To boost intake the University of Victoria runs a programme visiting surrounding indigenous schools. “Universities often sit there and go, we’re receptors of students and so we don’t do very much in the K to 12 system [kindergarten to year 12],” Hall says.

Some may argue that co-opting indigenous peoples into the ancient Western tradition of university could be seen as a modern form of colonisation, imposing a certain culture while removing them from their own.

Hall recognises the predicament and says the university is also adapting, changing itself to fit to certain aspects of indigenous culture.

One way it is doing this is increasing the number of indigenous academics. About 65 of its 900 academics identify as indigenous, roughly 8 per cent – the largest proportion of indigenous academics in a Canadian university. Hall proudly points out that he has more indigenous academics than bigger Canadian institutions such as the universities of Toronto and British Columbia.
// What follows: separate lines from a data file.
//! relay-protocol
//!
//! Wire-level framing for the relay server.
//!
//! This crate is responsible for turning discrete message payloads into
//! framed bytes and back again. It knows nothing about JSON or message
//! semantics; those live in `relay-core`.
//!
//! - [`frame`] : length-prefixed frame codec (2-byte LE header + payload)

pub mod frame;

pub use frame::{encode, EncodeError, FrameDecoder, HEADER_LEN, MAX_PAYLOAD_LEN};
//! Relay server binary.
//!
//! Usage: `relay-server [config-path]`
//!
//! The config path may also come from `RELAY_CONFIG`; it defaults to
//! `config/relay.json`. Ctrl-C runs the graceful shutdown sequence.

use tracing::info;

use relay_server::{server, Config, Observers};

const DEFAULT_CONFIG_PATH: &str = "config/relay.json";

#[tokio::main]
async fn main() -> anyhow::Result<()> {
    tracing_subscriber::fmt()
        .with_env_filter(
            tracing_subscriber::EnvFilter::try_from_default_env()
                .unwrap_or_else(|_| "relay_server=info,relay_core=info".into()),
        )
        .init();

    let config_path = std::env::args()
        .nth(1)
        .or_else(|| std::env::var("RELAY_CONFIG").ok())
        .unwrap_or_else(|| DEFAULT_CONFIG_PATH.to_string());

    let config = Config::from_file(&config_path)?;
    let mut handle = server::start(config, Observers::default()).await?;

    tokio::select! {
        _ = tokio::signal::ctrl_c() => {
            info!("Got SIGINT");
        }
        _ = handle.stopped() => {
            // Lifecycle shutdown (game over, everyone left).
            info!("Relay shut down");
            return Ok(());
        }
    }

    handle.stop().await;
    Ok(())
}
“We’re trying to look at what is the role of the local First Nations in the governance of the university,” he says, and the university is even looking at making their bicameral system tricameral to incorporate an indigenous decision-making body alongside its Senate and Board of Governors.

Several senior posts are already held by indigenous people, including the vice-president for indigenous, Qwul’sih’yah’maht Robina Thomas, and chancellor Marion Buller, the first female First Nations judge in British Columbia.

“We’re also trying to de-Westernise, or decolonise, some of our processes and procedures,” Hall says. For example, an indigenous PhD candidate who is an anthropologist and researched an aspect of indigenous culture did his PhD defence in his community, where local indigenous people plus university examiners questioned him on it.

Merging cultures

Hall himself was born in Brighton in the UK and moved to Canada when he was seven. He has held leadership positions in both Australia and Canada. A civil engineer by background, Hall says his approach to engineering is similar to the adoption of indigenous ideas in academia.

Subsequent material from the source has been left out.